MATERIAL TO PROCESS:

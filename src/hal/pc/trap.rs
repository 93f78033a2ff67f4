//! `int 0x80` syscall gate and the way back to ring 3.
//!
//! Convention: RAX = syscall number, RDI, RSI, RDX, R10, R8, R9 = arguments.
//! The result comes back in RAX.

use core::arch::{asm, naked_asm};

use lazy_static::lazy_static;
use x86_64::registers::control::Cr2;
use x86_64::structures::idt::InterruptDescriptorTable;
use x86_64::{PrivilegeLevel, VirtAddr};

use super::gdt;
use crate::kernel::{kernel, Kernel};
use crate::memory::PhysAddr;
use crate::scheduler::trapframe::{read_trapframe, write_trapframe, TrapFrame};

pub const SYSCALL_VECTOR: u8 = 0x80;

/// Registers as the entry stub leaves them on the kernel stack: general
/// registers in reverse push order, then the frame the CPU pushed.
#[repr(C)]
struct UserRegs {
    r15: u64,
    r14: u64,
    r13: u64,
    r12: u64,
    r11: u64,
    r10: u64,
    r9: u64,
    r8: u64,
    rbp: u64,
    rdi: u64,
    rsi: u64,
    rdx: u64,
    rcx: u64,
    rbx: u64,
    rax: u64,
    rip: u64,
    cs: u64,
    rflags: u64,
    rsp: u64,
    ss: u64,
}

impl UserRegs {
    fn from_trapframe(tf: &TrapFrame) -> Self {
        UserRegs {
            r15: tf.r15,
            r14: tf.r14,
            r13: tf.r13,
            r12: tf.r12,
            r11: tf.r11,
            r10: tf.r10,
            r9: tf.r9,
            r8: tf.r8,
            rbp: tf.rbp,
            rdi: tf.rdi,
            rsi: tf.rsi,
            rdx: tf.rdx,
            rcx: tf.rcx,
            rbx: tf.rbx,
            rax: tf.rax,
            rip: tf.rip,
            cs: gdt::user_code_selector().0 as u64,
            rflags: tf.rflags,
            rsp: tf.rsp,
            ss: gdt::user_data_selector().0 as u64,
        }
    }

    fn save(&self, tf: &mut TrapFrame) {
        tf.r15 = self.r15;
        tf.r14 = self.r14;
        tf.r13 = self.r13;
        tf.r12 = self.r12;
        tf.r11 = self.r11;
        tf.r10 = self.r10;
        tf.r9 = self.r9;
        tf.r8 = self.r8;
        tf.rbp = self.rbp;
        tf.rdi = self.rdi;
        tf.rsi = self.rsi;
        tf.rdx = self.rdx;
        tf.rcx = self.rcx;
        tf.rbx = self.rbx;
        tf.rax = self.rax;
        tf.rip = self.rip;
        tf.rflags = self.rflags;
        tf.rsp = self.rsp;
    }
}

lazy_static! {
    static ref IDT: InterruptDescriptorTable = {
        let mut idt = InterruptDescriptorTable::new();
        unsafe {
            idt.double_fault
                .set_handler_addr(VirtAddr::new(double_fault_entry as usize as u64))
                .set_stack_index(gdt::DOUBLE_FAULT_IST_INDEX);
            idt.page_fault.set_handler_addr(VirtAddr::new(fault_entry as usize as u64));
            idt.general_protection_fault
                .set_handler_addr(VirtAddr::new(fault_entry as usize as u64));
            idt[SYSCALL_VECTOR]
                .set_handler_addr(VirtAddr::new(syscall_entry as usize as u64))
                .set_privilege_level(PrivilegeLevel::Ring3);
        }
        idt
    };
}

pub fn init() {
    IDT.load();
}

#[unsafe(naked)]
extern "C" fn syscall_entry() {
    naked_asm!(
        "push rax",
        "push rbx",
        "push rcx",
        "push rdx",
        "push rsi",
        "push rdi",
        "push rbp",
        "push r8",
        "push r9",
        "push r10",
        "push r11",
        "push r12",
        "push r13",
        "push r14",
        "push r15",
        // 5 CPU words + 15 pushes keep the 16-byte alignment the CPU set up.
        "mov rdi, rsp",
        "call {handler}",
        "jmp {restore}",
        handler = sym syscall_trap,
        restore = sym restore_user,
    );
}

#[unsafe(naked)]
extern "C" fn restore_user() {
    naked_asm!(
        "pop r15",
        "pop r14",
        "pop r13",
        "pop r12",
        "pop r11",
        "pop r10",
        "pop r9",
        "pop r8",
        "pop rbp",
        "pop rdi",
        "pop rsi",
        "pop rdx",
        "pop rcx",
        "pop rbx",
        "pop rax",
        "iretq",
    );
}

#[unsafe(naked)]
extern "C" fn fault_entry() {
    naked_asm!(
        "mov rdi, rsp",
        "and rsp, -16",
        "call {handler}",
        "ud2",
        handler = sym fault_trap,
    );
}

extern "C" fn fault_trap(frame: *const u64) -> ! {
    // Every vector routed here pushes an error code first.
    let (code, rip, cs) = unsafe { (*frame, *frame.add(1), *frame.add(2)) };
    if cs & 3 != PrivilegeLevel::Ring3 as u64 {
        panic!("EXCEPTION at {:#x}: error code {:#x}, CR2 {:?}", rip, code, Cr2::read());
    }
    log::warn!("user fault, CR2 {:?}", Cr2::read());
    let k = kernel();
    if let Err(e) = k.fault_current(rip, code) {
        panic!("user fault without a process: {}", e);
    }
    k.sched();
    panic!("faulted thread rescheduled");
}

/// Runs on its own IST stack, so it never tries to switch away.
#[unsafe(naked)]
extern "C" fn double_fault_entry() {
    naked_asm!(
        "mov rdi, rsp",
        "and rsp, -16",
        "call {handler}",
        "ud2",
        handler = sym double_fault_trap,
    );
}

extern "C" fn double_fault_trap(frame: *const u64) -> ! {
    let rip = unsafe { *frame.add(1) };
    panic!("DOUBLE FAULT at {:#x}, CR2 {:?}", rip, Cr2::read());
}

fn current_trapframe(k: &Kernel) -> Option<PhysAddr> {
    let t = k.current().ok()?;
    let p = k.procs.lock(t.proc).ok()?;
    Some(p.threads[t.tid].trapframe)
}

extern "C" fn syscall_trap(regs: &mut UserRegs) {
    let k = kernel();
    let Some(pa) = current_trapframe(k) else {
        panic!("syscall trap without a current thread");
    };
    let mut tf = read_trapframe(&*k.mem, pa);
    regs.save(&mut tf);
    write_trapframe(&*k.mem, pa, &tf);

    k.handle_syscall();

    // exec moves the trapframe, and a blocking call may have resumed on a
    // different stack pointer in the TSS.
    let Some(pa) = current_trapframe(k) else {
        panic!("thread lost during syscall");
    };
    let tf = read_trapframe(&*k.mem, pa);
    *regs = UserRegs::from_trapframe(&tf);
    gdt::set_kernel_stack(tf.kernel_rsp);
}

/// Enters ring 3 with the registers in `tf`.
pub fn return_to_user(tf: &TrapFrame) -> ! {
    gdt::set_kernel_stack(tf.kernel_rsp);
    let regs = UserRegs::from_trapframe(tf);
    unsafe {
        asm!(
            "mov rsp, {regs}",
            "jmp {restore}",
            regs = in(reg) &regs as *const UserRegs,
            restore = sym restore_user,
            options(noreturn),
        )
    }
}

TO DO:
Beginning with the first line and ending with the last, restate the data word for word.

ANSWER BOX:
filename src/hal/pc/trap.rs
repository 93f78033a2ff67f4
//! `int 0x80` syscall gate and the way back to ring 3.
//!
//! Convention: RAX = syscall number, RDI, RSI, RDX, R10, R8, R9 = arguments.
//! The result comes back in RAX.

use core::arch::{asm, naked_asm};

use lazy_static::lazy_static;
use x86_64::registers::control::Cr2;
use x86_64::structures::idt::InterruptDescriptorTable;
use x86_64::{PrivilegeLevel, VirtAddr};

use super::gdt;
use crate::kernel::{kernel, Kernel};
use crate::memory::PhysAddr;
use crate::scheduler::trapframe::{read_trapframe, write_trapframe, TrapFrame};

pub const SYSCALL_VECTOR: u8 = 0x80;

/// Registers as the entry stub leaves them on the kernel stack: general
/// registers in reverse push order, then the frame the CPU pushed.
#[repr(C)]
struct UserRegs {
    r15: u64,
    r14: u64,
    r13: u64,
    r12: u64,
    r11: u64,
    r10: u64,
    r9: u64,
    r8: u64,
    rbp: u64,
    rdi: u64,
    rsi: u64,
    rdx: u64,
    rcx: u64,
    rbx: u64,
    rax: u64,
    rip: u64,
    cs: u64,
    rflags: u64,
    rsp: u64,
    ss: u64,
}

impl UserRegs {
    fn from_trapframe(tf: &TrapFrame) -> Self {
        UserRegs {
            r15: tf.r15,
            r14: tf.r14,
            r13: tf.r13,
            r12: tf.r12,
            r11: tf.r11,
            r10: tf.r10,
            r9: tf.r9,
            r8: tf.r8,
            rbp: tf.rbp,
            rdi: tf.rdi,
            rsi: tf.rsi,
            rdx: tf.rdx,
            rcx: tf.rcx,
            rbx: tf.rbx,
            rax: tf.rax,
            rip: tf.rip,
            cs: gdt::user_code_selector().0 as u64,
            rflags: tf.rflags,
            rsp: tf.rsp,
            ss: gdt::user_data_selector().0 as u64,
        }
    }

    fn save(&self, tf: &mut TrapFrame) {
        tf.r15 = self.r15;
        tf.r14 = self.r14;
        tf.r13 = self.r13;
        tf.r12 = self.r12;
        tf.r11 = self.r11;
        tf.r10 = self.r10;
        tf.r9 = self.r9;
        tf.r8 = self.r8;
        tf.rbp = self.rbp;
        tf.rdi = self.rdi;
        tf.rsi = self.rsi;
        tf.rdx = self.rdx;
        tf.rcx = self.rcx;
        tf.rbx = self.rbx;
        tf.rax = self.rax;
        tf.rip = self.rip;
        tf.rflags = self.rflags;
        tf.rsp = self.rsp;
    }
}

lazy_static! {
    static ref IDT: InterruptDescriptorTable = {
        let mut idt = InterruptDescriptorTable::new();
        unsafe {
            idt.double_fault
                .set_handler_addr(VirtAddr::new(double_fault_entry as usize as u64))
                .set_stack_index(gdt::DOUBLE_FAULT_IST_INDEX);
            idt.page_fault.set_handler_addr(VirtAddr::new(fault_entry as usize as u64));
            idt.general_protection_fault
                .set_handler_addr(VirtAddr::new(fault_entry as usize as u64));
            idt[SYSCALL_VECTOR]
                .set_handler_addr(VirtAddr::new(syscall_entry as usize as u64))
                .set_privilege_level(PrivilegeLevel::Ring3);
        }
        idt
    };
}

pub fn init() {
    IDT.load();
}

#[unsafe(naked)]
extern "C" fn syscall_entry() {
    naked_asm!(
        "push rax",
        "push rbx",
        "push rcx",
        "push rdx",
        "push rsi",
        "push rdi",
        "push rbp",
        "push r8",
        "push r9",
        "push r10",
        "push r11",
        "push r12",
        "push r13",
        "push r14",
        "push r15",
        // 5 CPU words + 15 pushes keep the 16-byte alignment the CPU set up.
        "mov rdi, rsp",
        "call {handler}",
        "jmp {restore}",
        handler = sym syscall_trap,
        restore = sym restore_user,
    );
}

#[unsafe(naked)]
extern "C" fn restore_user() {
    naked_asm!(
        "pop r15",
        "pop r14",
        "pop r13",
        "pop r12",
        "pop r11",
        "pop r10",
        "pop r9",
        "pop r8",
        "pop rbp",
        "pop rdi",
        "pop rsi",
        "pop rdx",
        "pop rcx",
        "pop rbx",
        "pop rax",
        "iretq",
    );
}

#[unsafe(naked)]
extern "C" fn fault_entry() {
    naked_asm!(
        "mov rdi, rsp",
        "and rsp, -16",
        "call {handler}",
        "ud2",
        handler = sym fault_trap,
    );
}

extern "C" fn fault_trap(frame: *const u64) -> ! {
    // Every vector routed here pushes an error code first.
    let (code, rip, cs) = unsafe { (*frame, *frame.add(1), *frame.add(2)) };
    if cs & 3 != PrivilegeLevel::Ring3 as u64 {
        panic!("EXCEPTION at {:#x}: error code {:#x}, CR2 {:?}", rip, code, Cr2::read());
    }
    log::warn!("user fault, CR2 {:?}", Cr2::read());
    let k = kernel();
    if let Err(e) = k.fault_current(rip, code) {
        panic!("user fault without a process: {}", e);
    }
    k.sched();
    panic!("faulted thread rescheduled");
}

/// Runs on its own IST stack, so it never tries to switch away.
#[unsafe(naked)]
extern "C" fn double_fault_entry() {
    naked_asm!(
        "mov rdi, rsp",
        "and rsp, -16",
        "call {handler}",
        "ud2",
        handler = sym double_fault_trap,
    );
}

extern "C" fn double_fault_trap(frame: *const u64) -> ! {
    let rip = unsafe { *frame.add(1) };
    panic!("DOUBLE FAULT at {:#x}, CR2 {:?}", rip, Cr2::read());
}

fn current_trapframe(k: &Kernel) -> Option<PhysAddr> {
    let t = k.current().ok()?;
    let p = k.procs.lock(t.proc).ok()?;
    Some(p.threads[t.tid].trapframe)
}

extern "C" fn syscall_trap(regs: &mut UserRegs) {
    let k = kernel();
    let Some(pa) = current_trapframe(k) else {
        panic!("syscall trap without a current thread");
    };
    let mut tf = read_trapframe(&*k.mem, pa);
    regs.save(&mut tf);
    write_trapframe(&*k.mem, pa, &tf);

    k.handle_syscall();

    // exec moves the trapframe, and a blocking call may have resumed on a
    // different stack pointer in the TSS.
    let Some(pa) = current_trapframe(k) else {
        panic!("thread lost during syscall");
    };
    let tf = read_trapframe(&*k.mem, pa);
    *regs = UserRegs::from_trapframe(&tf);
    gdt::set_kernel_stack(tf.kernel_rsp);
}

/// Enters ring 3 with the registers in `tf`.
pub fn return_to_user(tf: &TrapFrame) -> ! {
    gdt::set_kernel_stack(tf.kernel_rsp);
    let regs = UserRegs::from_trapframe(tf);
    unsafe {
        asm!(
            "mov rsp, {regs}",
            "jmp {restore}",
            regs = in(reg) &regs as *const UserRegs,
            restore = sym restore_user,
            options(noreturn),
        )
    }
}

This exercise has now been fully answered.